Epidemiology and Etiology

There are a number of challenges associated with identifying the prevalence of gender nonconforming and transgender youth. Some of these methodological challenges include changes in diagnostic criteria, differences in defining constructs, measurement differences, and the fact that gender identity can be fluid. In Amsterdam, there have been two studies looking at older adolescents and adults identifying that approximately 3%–4.5% report an “ambivalent gender identity” and approximately 1% report an “incongruent gender identity.” In a study specifically assessing children and adolescents rated by their parents using the Child Behavior Checklist (CBCL), approximately 2.5%–5% children were identified as behaving like the other sex and 1%–2% reported “identifying as the other sex.” For adolescents in this sample, approximately 1.1%–3.1% reported an ambivalent gender identity, and 0.2%–0.4% reported a transgender identity. In the most recent samples, approximately 0.7% of adolescents aged 13–17 years identify as transgender. Although these data give us a picture about transgender youth, they do not capture the rates of gender nonconforming youth. The etiologic process of gender identity development is even less clear, and there is not enough literature at this time to understand the biologic and genetic components of gender identity clearly. Gender identity is separate from sex, gender role, and gender expression; therefore it is difficult to understand gender identity’s etiologic mechanisms fully at this time.
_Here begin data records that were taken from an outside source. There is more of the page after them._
//! Package metadata and bundle configuration from a single Cargo.toml

use crate::bundler::{BundleSettings, PackageSettings};
use crate::error::{CliError, BundlerError, Result};
use std::path::{Path, PathBuf};

/// Conventional location of the application icon, relative to the manifest.
pub const DEFAULT_ICON_PATH: &str = "assets/img/icon.icns";

/// Package metadata extracted from Cargo.toml
#[derive(Debug, Clone)]
pub struct PackageMetadata {
    /// Package name from Cargo.toml
    pub name: String,

    /// Package description from Cargo.toml
    pub description: String,

    /// Package version from Cargo.toml (e.g., "0.1.0")
    pub version: String,
}

/// Manifest data needed by the DMG target
#[derive(Debug, Clone)]
pub struct CargoManifest {
    /// Package metadata ([package] section)
    pub metadata: PackageMetadata,

    /// Bundle settings (from [package.metadata.bundle] section + asset discovery)
    pub bundle_settings: BundleSettings,

    /// Directory containing the manifest
    pub manifest_dir: PathBuf,
}

impl CargoManifest {
    /// Package settings for the settings builder.
    ///
    /// The product name comes from `[package.metadata.bundle]`, falling back
    /// to the package name.
    pub fn package_settings(&self) -> PackageSettings {
        PackageSettings {
            name: self.metadata.name.clone(),
            product_name: self
                .bundle_settings
                .product_name
                .clone()
                .unwrap_or_else(|| self.metadata.name.clone()),
            version: self.metadata.version.clone(),
            short_version: None,
            description: self.metadata.description.clone(),
        }
    }
}

fn invalid(path: &Path, reason: impl Into<String>) -> BundlerError {
    BundlerError::Cli(CliError::InvalidManifest {
        path: path.to_path_buf(),
        reason: reason.into(),
    })
}

/// Load the manifest from Cargo.toml (single read + parse)
///
/// Reads `[package]` for name, version and description, deserializes
/// `[package.metadata.bundle]` into [`BundleSettings`], then fills in the
/// application icon from `assets/img/icon.icns` when none is configured.
pub fn load_manifest(cargo_toml_path: &Path) -> Result<CargoManifest> {
    let manifest = std::fs::read_to_string(cargo_toml_path)
        .map_err(|e| invalid(cargo_toml_path, format!("failed to read: {e}")))?;

    let toml_value: toml::Value = toml::from_str(&manifest)?;

    let package = toml_value
        .get("package")
        .ok_or_else(|| invalid(cargo_toml_path, "no [package] section"))?;

    let field = |key: &str| package.get(key).and_then(|v| v.as_str()).map(String::from);

    let metadata = PackageMetadata {
        name: field("name").ok_or_else(|| invalid(cargo_toml_path, "missing 'name' in [package]"))?,
        description: field("description").unwrap_or_default(),
        version: field("version")
            .ok_or_else(|| invalid(cargo_toml_path, "missing 'version' in [package]"))?,
    };

    let manifest_dir = cargo_toml_path
        .parent()
        .map(Path::to_path_buf)
        .unwrap_or_default();

    let mut bundle_settings = parse_bundle_settings(&toml_value)?;
    discover_bundle_assets(&manifest_dir, &mut bundle_settings);

    Ok(CargoManifest {
        metadata,
        bundle_settings,
        manifest_dir,
    })
}

/// Parse bundle settings from [package.metadata.bundle] section
fn parse_bundle_settings(toml_value: &toml::Value) -> Result<BundleSettings> {
    let Some(bundle) = toml_value
        .get("package")
        .and_then(|p| p.get("metadata"))
        .and_then(|m| m.get("bundle"))
    else {
        log::debug!("No [package.metadata.bundle] section, using defaults");
        return Ok(BundleSettings::default());
    };

    Ok(bundle.clone().try_into()?)
}

/// Discover the application icon from the conventional directory structure
///
/// Only consulted when no icon is configured.
fn discover_bundle_assets(package_root: &Path, settings: &mut BundleSettings) {
    if settings.icon.is_some() {
        return;
    }

    let icon_path = package_root.join(DEFAULT_ICON_PATH);
    if icon_path.is_file() {
        log::info!("Found macOS icon: {}", icon_path.display());
        settings.icon = Some(icon_path);
    } else {
        log::debug!("macOS icon not found: {}", icon_path.display());
    }
}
When addressing whether these symptoms persist into adulthood, there are a number of prospective studies that report predictors of persistence of a transgender or gender nonconforming identity into adulthood, including intensity of the incongruence between natal sex and gender identity, cognitive identification, age of presentation, and having made a social role transition. Children who persist through puberty are more likely to persist into adulthood, although it is impossible to predict with full certainty the future gender identity for an individual. Children who persist into adulthood might be more likely to say they are the other gender, rather than saying they have a wish to be the other gender, although this is not universally predictive. In addition, adolescents who identify as transgender are more likely to persist in their identity than those who identify as transgender earlier. Further research is needed to be able to determine how to better predict persistent transgender identity to tailor interventions.